Reduced reward response in brains helps explain why it’s so hard to quit smoking
Efforts to quit smoking tend to end in failure. Almost half of smokers attempt to quit each year, but only 4 to 7 percent succeed on any given attempt without medicines or assistance, according to the American Cancer Society, and less than 25 percent of smokers who use medicines remain smoke-free for more than six months. Relapse is especially common within 48 hours of quitting when nicotine withdrawal symptoms are most acute.
In a set of novel experiments involving both humans and rats, researchers at the University of California, San Diego School of Medicine, Florida Atlantic University (FAU), University of Pittsburgh, Washington University and Harvard Medical School report that the brain’s response to reward – its ability to recognize and derive pleasure from natural stimuli such as food, money or sex – is measurably reduced after nicotine withdrawal.
The findings, published this week online in JAMA Psychiatry, suggest that nicotine withdrawal significantly impacts the ability to modulate behavioral choices based on the expectancy of reward. This deficit is seen often in people who suffer from depression.
“What we saw in both humans and rats was decreased responsiveness to reward,” said Athina Markou, PhD, professor and vice-chair of research in the Department of Psychiatry at UC San Diego. “During acute nicotine withdrawal, both people and animals attended less to positive rewards. That’s a hallmark of depression. And there is evidence that people who already express depressive symptoms and quit smoking are more likely to become clinically depressed and stay that way. These findings have an obvious bearing on how we approach cessation treatment.”
The study authors say the breadth of the findings involving similar results in two different species offer a strong translational framework for future studies that will allow development of clinical treatments focusing on reward responsiveness during early nicotine withdrawal.
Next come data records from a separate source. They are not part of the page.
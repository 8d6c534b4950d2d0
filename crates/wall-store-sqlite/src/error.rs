//! Error type for `wall-store-sqlite`.

use thiserror::Error;

#[derive(Debug, Error)]
pub enum Error {
  /// A domain rule was violated, e.g. a record referencing a missing subject.
  #[error(transparent)]
  Core(#[from] wall_core::Error),

  /// Any failure of the underlying connection; propagated unchanged.
  #[error("database error: {0}")]
  Database(#[from] tokio_rusqlite::Error),

  #[error("date/time parse error: {0}")]
  DateParse(String),

  /// The stored schema version has no entry in the migration table. Fatal:
  /// the store cannot be brought to a known-good shape.
  #[error("schema drift: stored version {found:?} is not in the migration table")]
  SchemaDrift { found: String },

  /// A migration step does not move the version forward.
  #[error("migration step {from} -> {to} does not increase the schema version")]
  BackwardStep { from: String, to: String },

  /// A data operation was attempted before `ensure_schema` succeeded.
  #[error("schema not initialised; call ensure_schema first")]
  SchemaNotReady,
}

impl wall_core::DomainError for Error {
  fn domain(&self) -> Option<&wall_core::Error> {
    match self {
      Self::Core(e) => Some(e),
      _ => None,
    }
  }
}

pub type Result<T, E = Error> = std::result::Result<T, E>;
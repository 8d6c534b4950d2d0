//! Schema versions and the outcome of schema initialisation.

use std::{cmp::Ordering, fmt, str::FromStr};

use serde::{Deserialize, Serialize};

use crate::Error;

/// A parsed `MAJOR_MINOR_PATCH` schema version identifier, e.g. `1_2_0`.
///
/// Stored on disk as an underscore-separated string.
#[derive(Debug, Clone, Copy, PartialEq, Eq, Hash)]
pub struct SchemaVersion {
  pub major: u32,
  pub minor: u32,
  pub patch: u32,
}

impl FromStr for SchemaVersion {
  type Err = Error;

  fn from_str(s: &str) -> Result<Self, Self::Err> {
    let invalid = || Error::InvalidVersion(s.to_owned());
    let mut parts = s.split('_').map(|p| p.parse::<u32>().map_err(|_| invalid()));

    let major = parts.next().ok_or_else(invalid)??;
    let minor = parts.next().ok_or_else(invalid)??;
    let patch = parts.next().ok_or_else(invalid)??;
    if parts.next().is_some() {
      return Err(invalid());
    }

    Ok(Self { major, minor, patch })
  }
}

impl fmt::Display for SchemaVersion {
  fn fmt(&self, f: &mut fmt::Formatter<'_>) -> fmt::Result {
    write!(f, "{}_{}_{}", self.major, self.minor, self.patch)
  }
}

impl PartialOrd for SchemaVersion {
  fn partial_cmp(&self, other: &Self) -> Option<Ordering> { Some(self.cmp(other)) }
}

impl Ord for SchemaVersion {
  fn cmp(&self, other: &Self) -> Ordering {
    (self.major, self.minor, self.patch).cmp(&(other.major, other.minor, other.patch))
  }
}

/// Terminal success state of [`crate::store::WallStore::ensure_schema`].
#[derive(Debug, Clone, PartialEq, Eq, Serialize, Deserialize)]
#[serde(tag = "state", rename_all = "snake_case")]
pub enum SchemaState {
  /// First run: the latest structure was declared from scratch.
  Initialized { version: String },
  /// The stored version was already the latest; nothing changed.
  Current { version: String },
  /// The migration chain ran `steps` transitions from `from` to `to`.
  Migrated {
    from:  String,
    to:    String,
    steps: usize,
  },
}

impl SchemaState {
  /// The schema version the store is at after initialisation.
  pub fn version(&self) -> &str {
    match self {
      Self::Initialized { version } | Self::Current { version } => version,
      Self::Migrated { to, .. } => to,
    }
  }
}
“The fact that the effect was similar across species using this translational task not only provides us with a ready framework to proceed with additional research to better understand the mechanisms underlying withdrawal of nicotine, and potentially new treatment development, but it also makes us feel more confident that we are actually studying the same behavior in humans and rats as the studies move forward,” said Michele Pergadia, PhD, associate professor of clinical biomedical science in the Charles E. Schmidt College of Medicine at FAU.
The experiments reported in JAMA Psychiatry assessed reward responsiveness based upon the propensity to modulate behavior according to prior experience. In human testing, conducted at Washington University, participants were asked to repeat a computer task, with “correct” responses earning a modest financial reward. In testing at UC San Diego, rats were trained to press a lever upon hearing a specific tone to earn a food reward.
Results were similar. Human participants who were smokers but who had abstained from smoking for 24 hours prior to testing and rats chronically exposed to nicotine but deprived for 24 hours also prior to testing both performed less effectively than non-smokers and rats with no nicotine experience. That is, both humans and rats withdrawing from nicotine failed to display a bias toward maximizing their rewards.
Markou’s team, which included co-authors Andre Der-Avakian, PhD, and Manoranjan D’Souza, MD, PhD, subsequently re-exposed rats to nicotine and re-tested them. This time, the animals showed a heightened reward response, stronger than before.
“This finding indicates that after the initial withdrawal, if a relapse occurs, it will produce a more pleasurable effect. That’s why smokers who have a single cigarette after quitting often find it triggers a full relapse and they’re soon back to smoking as much as before.”
Markou and Pergadia say the findings open up two avenues of future research: Studying the neurobiology of the reward response phenomenon to pinpoint where in the brain it occurs and which circuits or neurons are involved; and assessing potential medications on rats during reward response testing. Promising drugs, if approved by the FDA for human administration, could then be tested on humans in similar experiments – an approach that could provide both new insights and speed the drug development process.
Co-authors include Pamela A.F. Madden and Andrew C. Heath, Washington University; Saul Shiffman, University of Pittsburgh; and Diego A. Pizzagalli, Harvard Medical School.
Funding support for this research came, in part, from the National Institutes of Health (grants DA019951, MH078979, DA011946, DA012854 and AA017688).